Les pots de crème sont le dessert des bistrots et des grands-mères : de petits pots en grès ou en porcelaine, couverts d'une crème prise, qu'on mange à la petite cuillère. À la vanille, au café, au chocolat. C'est la version chocolat qui est la meilleure, et c'est aussi la plus simple, pour une raison de chimie.
Une crème prise, c'est un liquide gélifié par des jaunes d'œufs qui coagulent à la cuisson : pour un demi-litre de crème et de lait, il en faut six à huit. Mais le chocolat noir apporte son propre gélifiant : le beurre de cacao, liquide à chaud, cristallise en refroidissant et fige la crème à lui seul, comme dans une ganache. Un pot de crème au chocolat n'a donc besoin que de trois ou quatre jaunes pour un demi-litre : moins d'œuf, c'est moins de goût d'omelette, et une texture plus proche de la ganache que du flan, dense, lisse, fondante.
La méthode est celle de la crème anglaise, puis du bain-marie.
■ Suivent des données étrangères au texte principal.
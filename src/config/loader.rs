//! Configuration file discovery and format detection.
//!
//! Files are read straight into a `serde_json::Value` so that key order
//! survives: pattern maps are linted in the order they are written.

use serde_json::Value;
use std::fmt;
use std::path::{Path, PathBuf};

use super::{ConfigError, EnvOverrides, HooksConfig};

/// Base names looked up in the project root, in priority order.
pub const CONFIG_BASENAMES: [&str; 2] = [".git-hooks.config", "git-hooks.config"];

/// Extensions tried for each base name, in priority order.
pub const CONFIG_EXTENSIONS: [&str; 4] = ["json", "toml", "yaml", "yml"];

/// Key holding the configuration inside `package.json`.
pub const PACKAGE_JSON_KEY: &str = "git-hooks";

#[derive(Debug, Clone, Copy, PartialEq, Eq)]
pub enum ConfigFormat {
    Json,
    Toml,
    Yaml,
}

impl ConfigFormat {
    /// Pick a format from the file extension.
    pub fn from_path(path: &Path) -> Option<Self> {
        let extension = path.extension()?.to_str()?.to_lowercase();
        match extension.as_str() {
            "json" => Some(ConfigFormat::Json),
            "toml" => Some(ConfigFormat::Toml),
            "yaml" | "yml" => Some(ConfigFormat::Yaml),
            _ => None,
        }
    }

    /// Guess a format from file content when the extension says nothing.
    pub fn detect(content: &str) -> Option<Self> {
        let trimmed = content.trim();

        if (trimmed.starts_with('{') && trimmed.ends_with('}'))
            || (trimmed.starts_with('[') && trimmed.ends_with(']'))
        {
            return Some(ConfigFormat::Json);
        }

        let toml_like = trimmed.lines().map(str::trim).any(|line| {
            if line.starts_with('#') || line.starts_with('-') {
                return false;
            }
            (line.starts_with('[') && line.ends_with(']'))
                || match (line.find('='), line.find(':')) {
                    (Some(eq), Some(colon)) => eq < colon,
                    (Some(_), None) => true,
                    _ => false,
                }
        });
        if toml_like {
            return Some(ConfigFormat::Toml);
        }

        if trimmed.contains("---") || trimmed.lines().any(|line| line.contains(':')) {
            return Some(ConfigFormat::Yaml);
        }

        None
    }

    /// Parse content into an order-preserving JSON value.
    pub fn parse(self, content: &str) -> Result<Value, String> {
        match self {
            ConfigFormat::Json => serde_json::from_str(content).map_err(|e| e.to_string()),
            ConfigFormat::Toml => toml::from_str(content).map_err(|e| e.to_string()),
            ConfigFormat::Yaml => serde_yml::from_str(content).map_err(|e| e.to_string()),
        }
    }
}

impl fmt::Display for ConfigFormat {
    fn fmt(&self, f: &mut fmt::Formatter<'_>) -> fmt::Result {
        f.write_str(match self {
            ConfigFormat::Json => "JSON",
            ConfigFormat::Toml => "TOML",
            ConfigFormat::Yaml => "YAML",
        })
    }
}

/// Where a configuration document came from.
#[derive(Debug, Clone, PartialEq, Eq)]
pub enum ConfigSource {
    File(PathBuf),
    PackageJson(PathBuf),
}

impl fmt::Display for ConfigSource {
    fn fmt(&self, f: &mut fmt::Formatter<'_>) -> fmt::Result {
        match self {
            ConfigSource::File(path) => write!(f, "{}", path.display()),
            ConfigSource::PackageJson(path) => {
                write!(f, "{} (\"{PACKAGE_JSON_KEY}\")", path.display())
            }
        }
    }
}

fn read(path: &Path) -> Result<String, ConfigError> {
    std::fs::read_to_string(path).map_err(|source| ConfigError::Read {
        path: path.to_path_buf(),
        source,
    })
}

fn package_json_section(path: &Path) -> Result<Option<Value>, ConfigError> {
    let content = read(path)?;
    let mut manifest: Value = serde_json::from_str(&content).map_err(|e| ConfigError::Parse {
        path: path.to_path_buf(),
        format: ConfigFormat::Json,
        message: e.to_string(),
    })?;
    Ok(manifest
        .as_object_mut()
        .and_then(|fields| fields.remove(PACKAGE_JSON_KEY)))
}

/// Find the first configuration source in the project root.
pub fn discover(project_root: &Path) -> Option<ConfigSource> {
    for basename in CONFIG_BASENAMES {
        for extension in CONFIG_EXTENSIONS {
            let candidate = project_root.join(format!("{basename}.{extension}"));
            if candidate.is_file() {
                return Some(ConfigSource::File(candidate));
            }
        }
    }

    let manifest = project_root.join("package.json");
    if manifest.is_file() {
        match package_json_section(&manifest) {
            Ok(Some(_)) => return Some(ConfigSource::PackageJson(manifest)),
            Ok(None) => {}
            Err(e) => tracing::debug!("ignoring unreadable package.json: {e}"),
        }
    }

    None
}

/// Read a source into a raw document.
pub fn read_source(source: &ConfigSource) -> Result<Value, ConfigError> {
    match source {
        ConfigSource::File(path) => {
            let content = read(path)?;
            let format = ConfigFormat::from_path(path)
                .or_else(|| ConfigFormat::detect(&content))
                .unwrap_or(ConfigFormat::Toml);
            tracing::trace!("parsing {} as {format}", path.display());
            format.parse(&content).map_err(|message| ConfigError::Parse {
                path: path.clone(),
                format,
                message,
            })
        }
        ConfigSource::PackageJson(path) => {
            package_json_section(path)?.ok_or(ConfigError::NotFound)
        }
    }
}

/// Load the configuration for a project.
///
/// An explicit path wins over discovery; relative paths resolve against the
/// project root. Environment overrides are applied last.
pub fn load(project_root: &Path, explicit: Option<&Path>) -> Result<HooksConfig, ConfigError> {
    let source = match explicit {
        Some(path) if path.is_absolute() => ConfigSource::File(path.to_path_buf()),
        Some(path) => ConfigSource::File(project_root.join(path)),
        None => discover(project_root).ok_or(ConfigError::NotFound)?,
    };

    tracing::debug!("loading configuration from {source}");
    let mut config = HooksConfig::from_value(read_source(&source)?)?;
    config.apply_env(&EnvOverrides::from_env()?);
    Ok(config)
}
On chauffe crème et lait, on les verse sur le chocolat haché pour le fondre, on ajoute les jaunes battus avec un peu de sucre, on filtre, et on cuit en pots, dans un bain-marie, à 150 °C, jusqu'à ce que les bords soient pris et le centre encore tremblant : vingt-cinq minutes pour de petits pots. Puis le froid : quatre heures au moins, et c'est le beurre de cacao qui, en se figeant, donne la densité finale.
On sert froid mais pas glacé, avec quelques grains de fleur de sel et rien d'autre : le sel réveille le cacao et adoucit son amertume.